Generalize GPU indexing to add global indexing #1334

MrBurmark · 2022-09-22T23:09:53Z

Generalize GPU indexing to add GPU global indexing

Add a global (thread and block) indexing class that abstracts indexing in a certain dimension. With this you can specify a block size or a grid size at compile time or get those values at runtime. You can also ignore blocks and index only with threads and vice versa.

The kernel and launch policies are now shared. The policy is multi-part and contains a global indexing class, a way to map those global indices like direct or strided loop, and a synchronization requirement. The synchronizatoin requirement allows you to request that all threads make it through the even if some have no work so you can synchronize the block.

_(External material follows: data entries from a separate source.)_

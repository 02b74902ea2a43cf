//! Seeded fake-data provider addressed by hierarchical method paths
//!
//! Methods are named `module.method` (`person.firstName`, `internet.email`) and
//! all draw from the provider's own seeded random source, so two providers
//! built from the same seed produce the same sequence.

use chrono::{DateTime, SecondsFormat, Utc};
use fake::faker::address::en::{
    BuildingNumber, CityName, CountryCode, CountryName, StateName, StreetName, TimeZone, ZipCode,
};
use fake::faker::company::en::{Buzzword, CatchPhrase, CompanyName, Industry};
use fake::faker::creditcard::en::CreditCardNumber;
use fake::faker::currency::en::{CurrencyCode, CurrencyName};
use fake::faker::filesystem::en::{FileExtension, FileName, MimeType};
use fake::faker::internet::en::{
    DomainSuffix, IPv4, IPv6, MACAddress, Password, SafeEmail, UserAgent, Username,
};
use fake::faker::job::en::Title as JobTitle;
use fake::faker::lorem::en::{Paragraph, Sentence, Word, Words};
use fake::faker::name::en::{FirstName, LastName, Name, Title as NamePrefix};
use fake::faker::phone_number::en::{CellNumber, PhoneNumber};
use fake::Fake;
use rand::rngs::StdRng;
use rand::{Rng, SeedableRng};
use serde_json::{json, Value};

use crate::domain::GenerationError;

/// Fixed "now" for relative dates (2024-01-01T00:00:00Z), keeping output a
/// function of the seed alone.
pub const REFERENCE_TIMESTAMP: i64 = 1_704_067_200;

const DAY_SECONDS: i64 = 86_400;

pub type FakeMethod = fn(&mut StdRng) -> Value;

/// Owner of the random source for one generation run.
pub struct FakeProvider {
    rng: StdRng,
}

impl FakeProvider {
    /// Seeded provider; `None` seeds from OS entropy.
    pub fn new(seed: Option<u64>) -> Self {
        let rng = match seed {
            Some(seed) => StdRng::seed_from_u64(seed),
            None => StdRng::from_entropy(),
        };
        Self { rng }
    }

    pub fn rng(&mut self) -> &mut StdRng {
        &mut self.rng
    }

    /// Fair seeded coin.
    pub fn coin(&mut self) -> bool {
        self.rng.gen_bool(0.5)
    }

    /// Resolve a method path to the function implementing it.
    pub fn resolve(path: &str) -> Option<FakeMethod> {
        METHODS
            .iter()
            .find(|(name, _)| *name == path)
            .map(|(_, method)| *method)
    }

    /// Resolve and invoke a method path.
    pub fn invoke(&mut self, path: &str) -> Result<Value, GenerationError> {
        let method = Self::resolve(path).ok_or_else(|| GenerationError::UnresolvableGeneratorPath {
            path: path.to_string(),
        })?;
        Ok(method(&mut self.rng))
    }

    /// Every available method path, in catalogue order.
    pub fn methods() -> impl Iterator<Item = &'static str> {
        METHODS.iter().map(|(name, _)| *name)
    }
}

static METHODS: &[(&str, FakeMethod)] = &[
    // Person
    ("person.firstName", person_first_name),
    ("person.lastName", person_last_name),
    ("person.fullName", person_full_name),
    ("person.prefix", person_prefix),
    ("person.jobTitle", person_job_title),
    ("person.age", person_age),
    ("person.bio", person_bio),
    // Internet
    ("internet.email", internet_email),
    ("internet.userName", internet_user_name),
    ("internet.password", internet_password),
    ("internet.url", internet_url),
    ("internet.domainName", internet_domain_name),
    ("internet.ipv4", internet_ipv4),
    ("internet.ipv6", internet_ipv6),
    ("internet.mac", internet_mac),
    ("internet.userAgent", internet_user_agent),
    // Phone
    ("phone.number", phone_number),
    ("phone.cell", phone_cell),
    // Location
    ("location.streetAddress", location_street_address),
    ("location.street", location_street),
    ("location.city", location_city),
    ("location.state", location_state),
    ("location.country", location_country),
    ("location.countryCode", location_country_code),
    ("location.zipCode", location_zip_code),
    ("location.latitude", location_latitude),
    ("location.longitude", location_longitude),
    ("location.coordinates", location_coordinates),
    ("location.timeZone", location_time_zone),
    // Company / commerce / finance
    ("company.name", company_name),
    ("company.industry", company_industry),
    ("company.catchPhrase", company_catch_phrase),
    ("company.buzzword", company_buzzword),
    ("commerce.price", commerce_price),
    ("commerce.productName", commerce_product_name),
    ("commerce.sku", commerce_sku),
    ("finance.currencyCode", finance_currency_code),
    ("finance.currencyName", finance_currency_name),
    ("finance.creditCardNumber", finance_credit_card_number),
    ("finance.accountNumber", finance_account_number),
    // Text
    ("lorem.word", lorem_word),
    ("lorem.words", lorem_words),
    ("lorem.sentence", lorem_sentence),
    ("lorem.paragraph", lorem_paragraph),
    ("lorem.slug", lorem_slug),
    // Primitives
    ("string.uuid", string_uuid),
    ("string.alphanumeric", string_alphanumeric),
    ("number.int", number_int),
    ("number.float", number_float),
    ("datatype.boolean", datatype_boolean),
    // Dates
    ("date.past", date_past),
    ("date.future", date_future),
    ("date.recent", date_recent),
    ("date.birthdate", date_birthdate),
    // Media / files
    ("image.url", image_url),
    ("system.fileName", system_file_name),
    ("system.fileExtension", system_file_extension),
    ("system.mimeType", system_mime_type),
    ("system.semver", system_semver),
];

// ============================================================================
// Shared helpers
// ============================================================================

pub(crate) fn random_uuid(rng: &mut StdRng) -> String {
    uuid::Builder::from_random_bytes(rng.gen::<[u8; 16]>())
        .into_uuid()
        .to_string()
}

/// Uniform instant within `[from, to]` seconds relative to the reference time.
pub(crate) fn random_datetime(rng: &mut StdRng, from: i64, to: i64) -> DateTime<Utc> {
    let offset = if from < to { rng.gen_range(from..=to) } else { from };
    DateTime::from_timestamp(REFERENCE_TIMESTAMP + offset, 0).unwrap_or_default()
}

pub(crate) fn format_datetime(dt: DateTime<Utc>) -> String {
    dt.to_rfc3339_opts(SecondsFormat::Secs, true)
}

pub(crate) fn format_date(dt: DateTime<Utc>) -> String {
    dt.format("%Y-%m-%d").to_string()
}

pub(crate) fn domain_name(rng: &mut StdRng) -> String {
    let word: String = Word().fake_with_rng(rng);
    let suffix: String = DomainSuffix().fake_with_rng(rng);
    format!("{}.{}", word.to_lowercase(), suffix)
}

fn round_to(value: f64, decimals: i32) -> f64 {
    let factor = 10f64.powi(decimals);
    (value * factor).round() / factor
}

fn digits(rng: &mut StdRng, count: usize) -> String {
    (0..count)
        .map(|_| char::from(b'0' + rng.gen_range(0..10u8)))
        .collect()
}

// ============================================================================
// Methods
// ============================================================================

fn person_first_name(rng: &mut StdRng) -> Value {
    json!(FirstName().fake_with_rng::<String, _>(rng))
}

fn person_last_name(rng: &mut StdRng) -> Value {
    json!(LastName().fake_with_rng::<String, _>(rng))
}

fn person_full_name(rng: &mut StdRng) -> Value {
    json!(Name().fake_with_rng::<String, _>(rng))
}

fn person_prefix(rng: &mut StdRng) -> Value {
    json!(NamePrefix().fake_with_rng::<String, _>(rng))
}

fn person_job_title(rng: &mut StdRng) -> Value {
    json!(JobTitle().fake_with_rng::<String, _>(rng))
}

fn person_age(rng: &mut StdRng) -> Value {
    json!(rng.gen_range(18..=90))
}

fn person_bio(rng: &mut StdRng) -> Value {
    json!(Sentence(6..14).fake_with_rng::<String, _>(rng))
}

fn internet_email(rng: &mut StdRng) -> Value {
    json!(SafeEmail().fake_with_rng::<String, _>(rng))
}

fn internet_user_name(rng: &mut StdRng) -> Value {
    json!(Username().fake_with_rng::<String, _>(rng))
}

fn internet_password(rng: &mut StdRng) -> Value {
    json!(Password(10..17).fake_with_rng::<String, _>(rng))
}

fn internet_url(rng: &mut StdRng) -> Value {
    let domain = domain_name(rng);
    let path: String = Word().fake_with_rng(rng);
    json!(format!("https://{}/{}", domain, path))
}

fn internet_domain_name(rng: &mut StdRng) -> Value {
    json!(domain_name(rng))
}

fn internet_ipv4(rng: &mut StdRng) -> Value {
    json!(IPv4().fake_with_rng::<String, _>(rng))
}

fn internet_ipv6(rng: &mut StdRng) -> Value {
    json!(IPv6().fake_with_rng::<String, _>(rng))
}

fn internet_mac(rng: &mut StdRng) -> Value {
    json!(MACAddress().fake_with_rng::<String, _>(rng))
}

fn internet_user_agent(rng: &mut StdRng) -> Value {
    json!(UserAgent().fake_with_rng::<String, _>(rng))
}

fn phone_number(rng: &mut StdRng) -> Value {
    json!(PhoneNumber().fake_with_rng::<String, _>(rng))
}

fn phone_cell(rng: &mut StdRng) -> Value {
    json!(CellNumber().fake_with_rng::<String, _>(rng))
}

fn location_street_address(rng: &mut StdRng) -> Value {
    let number: String = BuildingNumber().fake_with_rng(rng);
    let street: String = StreetName().fake_with_rng(rng);
    json!(format!("{} {}", number, street))
}

fn location_street(rng: &mut StdRng) -> Value {
    json!(StreetName().fake_with_rng::<String, _>(rng))
}

fn location_city(rng: &mut StdRng) -> Value {
    json!(CityName().fake_with_rng::<String, _>(rng))
}

fn location_state(rng: &mut StdRng) -> Value {
    json!(StateName().fake_with_rng::<String, _>(rng))
}

fn location_country(rng: &mut StdRng) -> Value {
    json!(CountryName().fake_with_rng::<String, _>(rng))
}

fn location_country_code(rng: &mut StdRng) -> Value {
    json!(CountryCode().fake_with_rng::<String, _>(rng))
}

fn location_zip_code(rng: &mut StdRng) -> Value {
    json!(ZipCode().fake_with_rng::<String, _>(rng))
}

fn location_latitude(rng: &mut StdRng) -> Value {
    json!(round_to(rng.gen_range(-90.0..=90.0), 6))
}

fn location_longitude(rng: &mut StdRng) -> Value {
    json!(round_to(rng.gen_range(-180.0..=180.0), 6))
}

fn location_coordinates(rng: &mut StdRng) -> Value {
    let latitude = location_latitude(rng);
    let longitude = location_longitude(rng);
    json!({ "latitude": latitude, "longitude": longitude })
}

fn location_time_zone(rng: &mut StdRng) -> Value {
    json!(TimeZone().fake_with_rng::<String, _>(rng))
}

fn company_name(rng: &mut StdRng) -> Value {
    json!(CompanyName().fake_with_rng::<String, _>(rng))
}

fn company_industry(rng: &mut StdRng) -> Value {
    json!(Industry().fake_with_rng::<String, _>(rng))
}

fn company_catch_phrase(rng: &mut StdRng) -> Value {
    json!(CatchPhrase().fake_with_rng::<String, _>(rng))
}

fn company_buzzword(rng: &mut StdRng) -> Value {
    json!(Buzzword().fake_with_rng::<String, _>(rng))
}

fn commerce_price(rng: &mut StdRng) -> Value {
    json!(round_to(rng.gen_range(1.0..1000.0), 2))
}

fn commerce_product_name(rng: &mut StdRng) -> Value {
    let buzzword: String = Buzzword().fake_with_rng(rng);
    let word: String = Word().fake_with_rng(rng);
    json!(format!("{} {}", buzzword, word))
}

fn commerce_sku(rng: &mut StdRng) -> Value {
    let letters: String = (0..3)
        .map(|_| char::from(rng.gen_range(b'A'..=b'Z')))
        .collect();
    json!(format!("{}-{}", letters, digits(rng, 6)))
}

fn finance_currency_code(rng: &mut StdRng) -> Value {
    json!(CurrencyCode().fake_with_rng::<String, _>(rng))
}

fn finance_currency_name(rng: &mut StdRng) -> Value {
    json!(CurrencyName().fake_with_rng::<String, _>(rng))
}

fn finance_credit_card_number(rng: &mut StdRng) -> Value {
    json!(CreditCardNumber().fake_with_rng::<String, _>(rng))
}

fn finance_account_number(rng: &mut StdRng) -> Value {
    json!(digits(rng, 10))
}

fn lorem_word(rng: &mut StdRng) -> Value {
    json!(Word().fake_with_rng::<String, _>(rng))
}

fn lorem_words(rng: &mut StdRng) -> Value {
    let words: Vec<String> = Words(2..6).fake_with_rng(rng);
    json!(words.join(" "))
}

fn lorem_sentence(rng: &mut StdRng) -> Value {
    json!(Sentence(3..10).fake_with_rng::<String, _>(rng))
}

fn lorem_paragraph(rng: &mut StdRng) -> Value {
    json!(Paragraph(1..4).fake_with_rng::<String, _>(rng))
}

fn lorem_slug(rng: &mut StdRng) -> Value {
    let words: Vec<String> = Words(2..5).fake_with_rng(rng);
    json!(words.join("-").to_lowercase())
}

fn string_uuid(rng: &mut StdRng) -> Value {
    json!(random_uuid(rng))
}

fn string_alphanumeric(rng: &mut StdRng) -> Value {
    const CHARSET: &[u8] = b"ABCDEFGHIJKLMNOPQRSTUVWXYZabcdefghijklmnopqrstuvwxyz0123456789";
    let s: String = (0..10)
        .map(|_| char::from(CHARSET[rng.gen_range(0..CHARSET.len())]))
        .collect();
    json!(s)
}

fn number_int(rng: &mut StdRng) -> Value {
    json!(rng.gen_range(0..=1000))
}

fn number_float(rng: &mut StdRng) -> Value {
    json!(round_to(rng.gen_range(0.0..1000.0), 2))
}

fn datatype_boolean(rng: &mut StdRng) -> Value {
    json!(rng.gen_bool(0.5))
}

fn date_past(rng: &mut StdRng) -> Value {
    json!(format_datetime(random_datetime(rng, -365 * DAY_SECONDS, 0)))
}

fn date_future(rng: &mut StdRng) -> Value {
    json!(format_datetime(random_datetime(rng, 0, 365 * DAY_SECONDS)))
}

fn date_recent(rng: &mut StdRng) -> Value {
    json!(format_datetime(random_datetime(rng, -7 * DAY_SECONDS, 0)))
}

fn date_birthdate(rng: &mut StdRng) -> Value {
    let dt = random_datetime(rng, -80 * 365 * DAY_SECONDS, -18 * 365 * DAY_SECONDS);
    json!(format_date(dt))
}

fn image_url(rng: &mut StdRng) -> Value {
    let seed: String = Word().fake_with_rng(rng);
    json!(format!("https://picsum.photos/seed/{}/640/480", seed.to_lowercase()))
}

fn system_file_name(rng: &mut StdRng) -> Value {
    json!(FileName().fake_with_rng::<String, _>(rng))
}

fn system_file_extension(rng: &mut StdRng) -> Value {
    json!(FileExtension().fake_with_rng::<String, _>(rng))
}

fn system_mime_type(rng: &mut StdRng) -> Value {
    json!(MimeType().fake_with_rng::<String, _>(rng))
}

fn system_semver(rng: &mut StdRng) -> Value {
    let major = rng.gen_range(0..10);
    let minor = rng.gen_range(0..20);
    let patch = rng.gen_range(0..50);
    json!(format!("{}.{}.{}", major, minor, patch))
}

// ============================================================================
// Tests
// ============================================================================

I added aliases for all of the pre-existing policies and deprecated some in favor more consistently named policies.
One breaking change is that thread loop policies are no longer safe to block synchronize under, that feature still exists but can only be accessed with a custom policy.

This reduces duplication in the implementations of For and Tile statements in kernel and launch. This cuts down the number of implementations to just one for the direct polices and two for the loop policies as loop policies can differ base on whether you can synchronize inside them. I'm still working on thinking about some slight changes that came in now that things are more uniform.

This PR is a refactoring, feature
It does the following:
- refactors the for and tile implementations for kernel and launch
- Adds gpu global indexing at the request of me

MrBurmark · 2022-09-22T23:12:39Z

I wanted to put this out here for feedback before I went too far. I'm curious what people think of the design and if anyone (@ajkunen) thought the slight differences between things like thread and block implementations were significant. I plan to do a before and after with the perf suite at some point to ensure performance but it passes the tests.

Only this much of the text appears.